Здесь сюжет поворачивает: Ариэль осознает, что Behemot – не просто зверь, а метафора его собственной жизни. Он, библиотекарь, содержит в себе множества историй, книг, идей – как Behemot содержит "б'гема". Но это парадокс: если Behemot – Единое, то почему он пугает? "Потому что множество пугает, когда оно сжимается в одно", – отвечает зверь. Они идут дальше, в болота за городом, где тростник скрывает секреты. Ариэль видит, как Behemot играет с полевыми зверями – не ест их, а множит: каждый зверек раздваивается, как в канторовском континууме, где между любыми двумя точками – бесконечность других. "Жилы на моих причинных частях переплетены", – бормочет Behemot, и Ариэль понимает: это о связности множеств, о том, как бесконечность сплетается в единство.
В кульминации истории – а она должна быть загадочной, как Борхесовский сад расходящихся тропок – Ариэль пытается поймать Behemot'a. "В глазах его какой крючок возьмет его; кто острым багром проколет ему нос?" – вспоминает он стих. Он достает из кармана старый крючок, символизирующий логику, рациональность. Но когда он бросает его, Behemot просто впитывает его в себя, и крючок множится внутри, становясь бесконечным множеством крючков, каждый из которых ловит ничто. "Ты не можешь поймать Абсолютное", – говорит зверь. "Я – класс всех классов, который не содержит себя, как в парадоксе фон Неймана-Бернайса-Гёделя.

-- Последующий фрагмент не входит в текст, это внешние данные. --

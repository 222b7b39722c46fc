//! Human-readable rendering of axioms and expressions using short forms

use crate::model::{Axiom, ClassExpression, Individual, PropertyExpression};
use itertools::Itertools;

/// Short form of a property expression: `p` or `inverse(p)`.
pub fn property(expr: &PropertyExpression) -> String {
    match expr {
        PropertyExpression::ObjectProperty(iri) => iri.short_form().to_string(),
        PropertyExpression::InverseOf(inner) => format!("inverse({})", property(inner)),
    }
}

/// Short form of a class expression, Manchester-like for anonymous classes.
pub fn class(expr: &ClassExpression) -> String {
    match expr {
        ClassExpression::Named(iri) => iri.short_form().to_string(),
        ClassExpression::Thing => "Thing".to_string(),
        ClassExpression::Nothing => "Nothing".to_string(),
        ClassExpression::IntersectionOf(ops) => format!("({})", ops.iter().map(class).join(" and ")),
        ClassExpression::UnionOf(ops) => format!("({})", ops.iter().map(class).join(" or ")),
        ClassExpression::ComplementOf(inner) => format!("not {}", class(inner)),
        ClassExpression::OneOf(inds) => format!("{{{}}}", inds.iter().map(Individual::short_form).join(", ")),
        ClassExpression::SomeValuesFrom { property: p, class: c } => format!("({} some {})", property(p), class(c)),
        ClassExpression::AllValuesFrom { property: p, class: c } => format!("({} only {})", property(p), class(c)),
        ClassExpression::HasValue { property: p, individual } => {
            format!("({} value {})", property(p), individual.short_form())
        }
        ClassExpression::MinCardinality { cardinality, property: p, class: c } => {
            cardinality_form("min", *cardinality, p, c.as_deref())
        }
        ClassExpression::MaxCardinality { cardinality, property: p, class: c } => {
            cardinality_form("max", *cardinality, p, c.as_deref())
        }
        ClassExpression::ExactCardinality { cardinality, property: p, class: c } => {
            cardinality_form("exactly", *cardinality, p, c.as_deref())
        }
    }
}

fn cardinality_form(op: &str, n: u32, p: &PropertyExpression, filler: Option<&ClassExpression>) -> String {
    match filler {
        Some(c) => format!("({} {} {} {})", property(p), op, n, class(c)),
        None => format!("({} {} {})", property(p), op, n),
    }
}

/// Justification-string rendering of an axiom, e.g. `john rdf:type Person`
/// or `Man SubClassOf Person`.
pub fn axiom(axiom: &Axiom) -> String {
    match axiom {
        Axiom::ClassAssertion(c, ind) => format!("{} rdf:type {}", ind.short_form(), class(c)),
        Axiom::ObjectPropertyAssertion(p, s, o) => {
            format!("{} {} {}", s.short_form(), property(p), o.short_form())
        }
        Axiom::SubClassOf(sub, sup) => format!("{} SubClassOf {}", class(sub), class(sup)),
        Axiom::EquivalentClasses(ops) => ops.iter().map(class).join(" EquivalentTo "),
        Axiom::DisjointClasses(ops) => format!("DisjointClasses({})", ops.iter().map(class).join(", ")),
        Axiom::SubPropertyOf(sub, sup) => format!("{} SubPropertyOf {}", property(sub), property(sup)),
        Axiom::EquivalentProperties(ops) => ops.iter().map(property).join(" EquivalentTo "),
        Axiom::ObjectPropertyDomain(p, c) => format!("{} Domain {}", property(p), class(c)),
        Axiom::ObjectPropertyRange(p, c) => format!("{} Range {}", property(p), class(c)),
        Axiom::TransitiveProperty(p) => format!("TransitiveObjectProperty({})", property(p)),
        Axiom::SymmetricProperty(p) => format!("SymmetricObjectProperty({})", property(p)),
        Axiom::AsymmetricProperty(p) => format!("AsymmetricObjectProperty({})", property(p)),
        Axiom::ReflexiveProperty(p) => format!("ReflexiveObjectProperty({})", property(p)),
        Axiom::IrreflexiveProperty(p) => format!("IrreflexiveObjectProperty({})", property(p)),
        Axiom::FunctionalProperty(p) => format!("FunctionalObjectProperty({})", property(p)),
        Axiom::InverseFunctionalProperty(p) => format!("InverseFunctionalObjectProperty({})", property(p)),
        Axiom::InverseProperties(a, b) => format!("{} InverseOf {}", property(a), property(b)),
        Axiom::SubPropertyChainOf(chain, sup) => {
            format!("PropertyChain({}) SubPropertyOf {}", chain.iter().map(property).join(" o "), property(sup))
        }
    }
}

Я behemot, множественное, но в полноте – я одинок".
Ариэль падает на колени, и тут сюжет разворачивается в метарефлексию: он понимает, что сам – часть этой истории, что я, рассказчик, пишу его, как Бог пишет Иова. "Почему в Ионе 'behemah rabbah', а не behemot?" – спрашивает он снова, и Behemot отвечает: "Потому что в Ионе скот – это конечное множество, спасенное милостью. А я – бесконечное, которое Бог показывает Иову, чтобы сломить его гордыню. Смотри: в моей тени играют все звери, но я пью Иордан, не торопясь, потому что бесконечность спокойна. Актуальная бесконечность – это я, уже здесь, вся сразу; потенциальная – это стада в Ионе, растущие со временем".

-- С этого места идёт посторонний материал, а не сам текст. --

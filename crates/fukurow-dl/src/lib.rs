//! OWL DL 推論エンジン
//!
//! このクレートは説明パス探索のための含意オラクルを提供します:
//! - `EntailmentOracle` トレイト (含意判定・型推論・プロパティ値推論)
//! - 前向き連鎖による参照実装 (`OwlDlReasoner::materialize`)
//! - 導出記録によるネイティブな正当化 (justification)

pub mod oracle;
pub mod reasoner;

pub use oracle::EntailmentOracle;
pub use reasoner::{Derivation, Fact, Materialization, OwlDlReasoner, ReasonerConfig};

// Error types
use thiserror::Error;

#[derive(Error, Debug, Clone, PartialEq, Eq)]
pub enum OwlDlError {
    #[error("Reasoning error: {0}")]
    ReasoningError(String),

    #[error("Consistency error: {0}")]
    ConsistencyError(String),

    #[error("Unsupported feature: {0}")]
    UnsupportedFeature(String),
}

Они возвращаются в библиотеку, и Behemot растворяется в книге, но оставляет след: Ариэль видит, как страницы множатся, книга толстеет, становясь лабиринтом. Он думает о Борхесе, который видел в behemot'e "множественное интенсивное", как в "Элохим". В моей версии Борхес появляется как призрак, говоря: "Слово – множественное, но глагол в единственном числе. Так и ты, Ариэль, один, но внутри – стада сомнений".
История не кончается – она множится. Ариэль выходит на улицу, и видит, как город – это behemot: небоскребы как кости из железа, люди как "б'гема", эманирующие из единого хаоса. Он пьет кофе в кафе, и вдруг осознает: каждый глоток – как Behemot пьет реку, впитывая мир. Парадокс: мы все – часть этого множества, но каждый чувствует себя единым. Как у Кантора, где кардиналы бесконечностей растут, превосходя друг друга.

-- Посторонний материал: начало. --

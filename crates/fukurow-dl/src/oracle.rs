//! Entailment oracle interface

use fukurow_core::model::{Axiom, Individual, OwlIri, PropertyExpression};
use std::collections::BTreeSet;

/// Answers entailment questions about one knowledge base.
///
/// Results come back as ordered sets so that callers iterating over them
/// behave deterministically.
pub trait EntailmentOracle: Send + Sync {
    /// Whether the statement follows from the knowledge base
    fn is_entailed(&self, axiom: &Axiom) -> bool;

    /// Named types of the individual, asserted or inferred. `owl:Thing` is omitted.
    fn types_of(&self, individual: &Individual) -> BTreeSet<OwlIri>;

    /// Objects related to the individual by the property, asserted or inferred
    fn property_values_of(&self, individual: &Individual, property: &PropertyExpression) -> BTreeSet<Individual>;

    /// One native justification: a set of asserted statements entailing `axiom`
    fn justification(&self, _axiom: &Axiom) -> Option<Vec<Axiom>> {
        None
    }

    /// Convenience wrapper for named properties
    fn values_of(&self, individual: &Individual, property: &OwlIri) -> BTreeSet<Individual> {
        self.property_values_of(individual, &PropertyExpression::ObjectProperty(property.clone()))
    }

    fn has_type(&self, individual: &Individual, class: &OwlIri) -> bool {
        class.is_owl_thing() || self.types_of(individual).contains(class)
    }
}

В финале Ариэль пишет свою книгу, метарефлексию над Борхесом и Иовом. Но в моей истории книга оживает, и из нее выходит новый behemot – не гиппопотам, а нечто вроде гигантского слона с хвостом кедра, но внутри – вселенные. "Горы рождают для меня траву", – говорит он, и Ариэль видит, как Анды за окном дрожат, рождая новые смыслы.
Эта история – не конец, а начало. Behemot учит: множество в едином – это мы, люди, книги, миры. В Ионе Бог спасает "behemah rabbah", потому что даже скот достоин, даже конечное. Но behemot – для тех, кто смотрит в бездну бесконечного, как Иов. И в этом парадоксе – вся красота: один зверь, содержащий всех, пьющий реки спокойствием, неуловимый для крючка разума.